## Task directions
Please reproduce verbatim the lines below, from the first through the one with "pub const SMALL_COLLECTION: usize = 30;".

[Extracted records]
▬▬▬▬▬▬▬▬▬▬
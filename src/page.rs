use crate::error::Error;
use crate::error::Result;
use crate::sort::Sort;
use crate::types::Record;

/// Default page size when a query doesn't ask for one.
pub const DEFAULT_LIMIT: usize = 10;
/// A zero limit means "everything" for collections no larger than this.
pub const SMALL_COLLECTION: usize = 30;

#[derive(Debug, Clone, Copy, PartialEq, Eq)]
pub struct Page {
    pub offset: usize,
    pub limit:  usize,
}

impl Page {
    pub fn new(offset: usize, limit: usize) -> Result<Self> {
        if limit == 0 {
            return Err(Error::invalid("limit must be at least 1"));
        }
        Ok(Self { offset, limit })
    }

    /// Slice an ordered sequence. Asking for a page starting at or past the end is an error; a short last page isn't.
    pub fn slice(&self, records: &[Record]) -> Result<Vec<Record>> {
        if self.offset >= records.len() {
            return Err(Error::OutOfRange {
                offset: self.offset,
                total:  records.len(),
            });
        }
        let end = self.offset.saturating_add(self.limit).min(records.len());
        Ok(records[self.offset..end].to_vec())
    }
}

/// Raw list options as they arrive in a query string.
#[derive(Debug, Clone, Default, PartialEq, Eq)]
pub struct ListQuery {
    pub offset:     Option<i64>,
    pub limit:      Option<i64>,
    pub sort_type:  Option<String>,
    pub sort_order: Option<String>,
}

impl ListQuery {
    pub fn new() -> Self {
        Self::default()
    }

    pub fn offset(mut self, offset: i64) -> Self {
        self.offset = Some(offset);
        self
    }

    pub fn limit(mut self, limit: i64) -> Self {
        self.limit = Some(limit);
        self
    }

    pub fn sort<T: ToString, O: ToString>(mut self, sort_type: T, sort_order: O) -> Self {
        self.sort_type = Some(sort_type.to_string());
        self.sort_order = Some(sort_order.to_string());
        self
    }

    pub fn resolve_sort(&self) -> Sort {
        Sort::parse(self.sort_type.as_deref(), self.sort_order.as_deref())
    }

    /// Turn the raw options into a page, given the collection size.
    pub fn resolve_page(&self, total: usize) -> Result<Page> {
        let offset = match self.offset {
            None => 0,
            Some(o) if o < 0 => return Err(Error::invalid(format!("offset must not be negative, got {o}"))),
            Some(o) => o as usize,
        };
        let limit = match self.limit {
            None => DEFAULT_LIMIT,
            Some(l) if l < 0 => return Err(Error::invalid(format!("limit must not be negative, got {l}"))),
            Some(0) if total > 0 && total <= SMALL_COLLECTION => total,
            Some(0) => DEFAULT_LIMIT,
            Some(l) => l as usize,
        };
        Page::new(offset, limit)
    }
}

/// One page of a view plus the size of the whole view.
#[derive(Debug, Clone, PartialEq)]
pub struct Listing {
    pub records: Vec<Record>,
    pub total:   u64,
}

#[cfg(test)]
mod tests {
    use super::*;

    fn records(n: usize) -> Vec<Record> {
        (0..n).map(|i| Record::item(format!("r{i:02}"), i as f64, "X")).collect()
    }

    #[test]
    fn short_last_page_is_fine() {
        let all = records(5);
        let page = Page::new(3, 10).unwrap().slice(&all).unwrap();
        assert_eq!(page.len(), 2);
        assert_eq!(page[0].id, all[3].id);
    }

    #[test]
    fn offset_past_end_is_out_of_range() {
        let all = records(25);
        let err = Page::new(30, 10).unwrap().slice(&all).unwrap_err();
        assert_eq!(err, Error::OutOfRange { offset: 30, total: 25 });
        assert!(Page::new(25, 1).unwrap().slice(&all).is_err());
    }

    #[test]
    fn zero_limit_is_rejected() {
        assert!(matches!(Page::new(0, 0), Err(Error::InvalidArgument(_))));
    }

    #[test]
    fn query_defaults() {
        let page = ListQuery::new().resolve_page(100).unwrap();
        assert_eq!(page, Page { offset: 0, limit: 10 });
    }

    #[test]
    fn zero_limit_expands_for_small_collections() {
        assert_eq!(ListQuery::new().limit(0).resolve_page(30).unwrap().limit, 30);
        assert_eq!(ListQuery::new().limit(0).resolve_page(31).unwrap().limit, DEFAULT_LIMIT);
        assert_eq!(ListQuery::new().limit(0).resolve_page(0).unwrap().limit, DEFAULT_LIMIT);
    }

    #[test]
    fn negative_values_are_rejected() {
        assert!(ListQuery::new().offset(-1).resolve_page(10).is_err());
        assert!(ListQuery::new().limit(-5).resolve_page(10).is_err());
    }
}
▬▬▬▬▬▬▬▬▬▬
## Problem solution
filename src/page.rs
use crate::error::Error;
use crate::error::Result;
use crate::sort::Sort;
use crate::types::Record;

/// Default page size when a query doesn't ask for one.
pub const DEFAULT_LIMIT: usize = 10;
/// A zero limit means "everything" for collections no larger than this.
pub const SMALL_COLLECTION: usize = 30;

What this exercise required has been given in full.